Task:
Search the entries below for "functions". Report each line where it occurs.

[Collected data entries]
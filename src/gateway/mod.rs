//! Capability-gated query gateway.
//!
//! All identity, token, permission and account-code data is read and written
//! by query functions in this module's children. Each takes a capability
//! marker as its first parameter, and the markers can only be minted here, so
//! [`Gateway::execute_authenticated`] and [`Gateway::execute_unauthenticated`]
//! are the only ways to run them.
//!
//! ```rust,ignore
//! let tokens = gateway
//!     .execute_authenticated(bearer, tokens::list_for_caller, (AsCaller, CurrentToken))
//!     .await?;
//! ```

pub mod account_codes;
pub mod capability;
pub mod credentials;
pub mod error;
pub mod permissions;
pub mod preauth;
pub mod tokens;
pub mod users;

use anyhow::Result;
use chrono::{DateTime, Duration, Utc};
use sea_orm::DatabaseConnection;
use std::future::Future;
use std::sync::Arc;
use tokio::sync::broadcast;
use tracing::{Span, debug, field};

pub use capability::{Authorized, PreAuth};
pub use credentials::Credentials;
pub use error::{
    ConflictField, GatewayError, InvitationRejection, QueryError, StorageFailure, TokenRejection,
};

use crate::config::Config;
use crate::db::Store;
use crate::domain::events::AccountEvent;
use crate::domain::time::{SystemTimeSource, TimeSource};
use crate::domain::{UserId, token_fingerprint};

/// Limits applied by query functions, derived from [`Config`].
#[derive(Debug, Clone)]
pub struct Policy {
    pub default_token_expiry_seconds: i64,
    pub max_token_expiry_seconds: i64,
    pub min_password_length: usize,
    pub code_length: usize,
    pub default_code_lifetime: Duration,
}

impl From<&Config> for Policy {
    fn from(config: &Config) -> Self {
        Self {
            default_token_expiry_seconds: config.tokens.default_expiry_seconds,
            max_token_expiry_seconds: config.tokens.max_expiry_seconds,
            min_password_length: config.security.min_password_length,
            code_length: config.invitations.code_length,
            default_code_lifetime: Duration::minutes(config.invitations.default_code_lifetime_minutes),
        }
    }
}

/// Everything a query function may touch. Handed out by value to each query,
/// its fields are only reachable from inside the gateway module.
#[derive(Clone)]
pub struct QueryContext {
    db: DatabaseConnection,
    clock: Arc<dyn TimeSource>,
    credentials: Credentials,
    policy: Arc<Policy>,
    events: broadcast::Sender<AccountEvent>,
}

impl QueryContext {
    fn now(&self) -> DateTime<Utc> {
        self.clock.now()
    }

    fn publish(&self, event: AccountEvent) {
        // No subscribers is fine; delivery is best-effort.
        let _ = self.events.send(event);
    }
}

/// The verified caller of an authenticated call.
#[derive(Debug, Clone)]
pub struct Session {
    user_id: UserId,
    token: String,
}

impl Session {
    #[must_use]
    pub const fn user_id(&self) -> UserId {
        self.user_id
    }
}

/// The acting user of an authenticated query.
///
/// Only the gateway can build one, from a verified [`Session`], so a query
/// that takes a `Caller` always acts as the owner of the presented token. An
/// explicit [`UserId`] does not fit in its place:
///
/// ```compile_fail
/// use gatehouse::domain::UserId;
/// use gatehouse::gateway::{Gateway, users};
///
/// async fn delete_someone(gateway: &Gateway, my_token: &str) {
///     let _ = gateway
///         .execute_authenticated(Some(my_token), users::delete_self, UserId::new(1))
///         .await;
/// }
/// ```
///
/// The same call shape with [`AsCaller`] compiles:
///
/// ```no_run
/// use gatehouse::gateway::{AsCaller, Gateway, users};
///
/// async fn delete_me(gateway: &Gateway, my_token: &str) {
///     let _ = gateway
///         .execute_authenticated(Some(my_token), users::delete_self, AsCaller)
///         .await;
/// }
/// ```
#[derive(Debug, Clone, Copy, PartialEq, Eq)]
pub struct Caller(UserId);

impl Caller {
    #[must_use]
    pub const fn id(self) -> UserId {
        self.0
    }
}

impl std::fmt::Display for Caller {
    fn fmt(&self, f: &mut std::fmt::Formatter<'_>) -> std::fmt::Result {
        std::fmt::Display::fmt(&self.0, f)
    }
}

/// Arguments for an authenticated query, resolved against the verified session
/// before the query runs.
///
/// [`AsCaller`] binds to a [`Caller`] while an explicit [`UserId`] passes
/// through as itself, so a target user can never stand in for the acting one.
pub trait Bind: Send {
    type Bound: Send;

    fn bind(self, session: &Session) -> Self::Bound;
}

/// Resolves to the [`Caller`] that owns the presented token.
#[derive(Debug, Clone, Copy)]
pub struct AsCaller;

/// Resolves to the token value presented with this call.
#[derive(Debug, Clone, Copy)]
pub struct CurrentToken;

/// A plain argument passed through unchanged.
#[derive(Debug, Clone)]
pub struct Arg<T>(pub T);

impl Bind for AsCaller {
    type Bound = Caller;

    fn bind(self, session: &Session) -> Caller {
        Caller(session.user_id)
    }
}

impl Bind for CurrentToken {
    type Bound = String;

    fn bind(self, session: &Session) -> String {
        session.token.clone()
    }
}

impl Bind for UserId {
    type Bound = Self;

    fn bind(self, _session: &Session) -> Self {
        self
    }
}

impl<T: Send> Bind for Arg<T> {
    type Bound = T;

    fn bind(self, _session: &Session) -> T {
        self.0
    }
}

impl Bind for () {
    type Bound = ();

    fn bind(self, _session: &Session) {}
}

impl<A: Bind, B: Bind> Bind for (A, B) {
    type Bound = (A::Bound, B::Bound);

    fn bind(self, session: &Session) -> Self::Bound {
        (self.0.bind(session), self.1.bind(session))
    }
}

impl<A: Bind, B: Bind, C: Bind> Bind for (A, B, C) {
    type Bound = (A::Bound, B::Bound, C::Bound);

    fn bind(self, session: &Session) -> Self::Bound {
        (self.0.bind(session), self.1.bind(session), self.2.bind(session))
    }
}

/// The single path to identity data.
#[derive(Clone)]
pub struct Gateway {
    ctx: QueryContext,
}

impl Gateway {
    pub fn new(
        store: &Store,
        config: &Config,
        events: broadcast::Sender<AccountEvent>,
    ) -> Result<Self> {
        Ok(Self {
            ctx: QueryContext {
                db: store.connection().clone(),
                clock: Arc::new(SystemTimeSource),
                credentials: Credentials::new(&config.security)?,
                policy: Arc::new(Policy::from(config)),
                events,
            },
        })
    }

    /// Replaces the clock, for deterministic tests.
    #[must_use]
    pub fn with_time_source(mut self, clock: Arc<dyn TimeSource>) -> Self {
        self.ctx.clock = clock;
        self
    }

    #[must_use]
    pub fn subscribe(&self) -> broadcast::Receiver<AccountEvent> {
        self.ctx.events.subscribe()
    }

    #[must_use]
    pub fn policy(&self) -> &Policy {
        &self.ctx.policy
    }

    /// Verifies `token`, records its use, binds `args` to the verified caller
    /// and runs `query` under an [`Authorized`] capability.
    ///
    /// A missing token fails before any store round-trip.
    pub async fn execute_authenticated<A, T, F, Fut>(
        &self,
        token: Option<&str>,
        query: F,
        args: A,
    ) -> Result<T, GatewayError>
    where
        A: Bind,
        F: FnOnce(Authorized, QueryContext, A::Bound) -> Fut + Send,
        Fut: Future<Output = Result<T, QueryError>> + Send,
        T: Send,
    {
        let Some(token) = token.filter(|t| !t.is_empty()) else {
            return Err(error::reject(TokenRejection::Missing.into()));
        };

        let session = self.verify(token).await.map_err(error::reject)?;
        Span::current().record("user_id", field::display(session.user_id));
        debug!(token = %token_fingerprint(token), "Authenticated gateway call");

        let bound = args.bind(&session);
        query(Authorized::new(), self.ctx.clone(), bound)
            .await
            .map_err(error::reject)
    }

    /// Runs a pre-authentication query from [`preauth`] without a token.
    pub async fn execute_unauthenticated<A, T, F, Fut>(
        &self,
        query: F,
        args: A,
    ) -> Result<T, GatewayError>
    where
        A: Send,
        F: FnOnce(PreAuth, QueryContext, A) -> Fut + Send,
        Fut: Future<Output = Result<T, QueryError>> + Send,
        T: Send,
    {
        query(PreAuth::new(), self.ctx.clone(), args)
            .await
            .map_err(error::reject)
    }

    async fn verify(&self, token: &str) -> Result<Session, QueryError> {
        let now = self.ctx.now();
        let record = tokens::find(&self.ctx.db, token).await?;

        if let Some(reason) = tokens::evaluate(record.as_ref(), now).rejection() {
            debug!(token = %token_fingerprint(token), reason = %reason, "Token failed verification");
            return Err(reason.into());
        }

        let Some(record) = record else {
            return Err(TokenRejection::NotFound.into());
        };

        let owner = UserId::new(record.user_id);
        if users::find_live_by_id(&self.ctx.db, owner).await?.is_none() {
            return Err(TokenRejection::OwnerInactive.into());
        }

        tokens::touch(&self.ctx.db, token, owner, now).await?;

        Ok(Session {
            user_id: owner,
            token: token.to_string(),
        })
    }
}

Response to this exercise:
//! by query functions in this module's children. Each takes a capability
/// Limits applied by query functions, derived from [`Config`].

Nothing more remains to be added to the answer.